▸ **Data provided**:

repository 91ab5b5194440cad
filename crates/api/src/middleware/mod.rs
pub mod error_handling;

▸ **The problem**:
Reproduce the data in full. Nothing in it may be altered.

▸ **Output for this task**:
repository 91ab5b5194440cad
filename crates/api/src/middleware/mod.rs
pub mod error_handling;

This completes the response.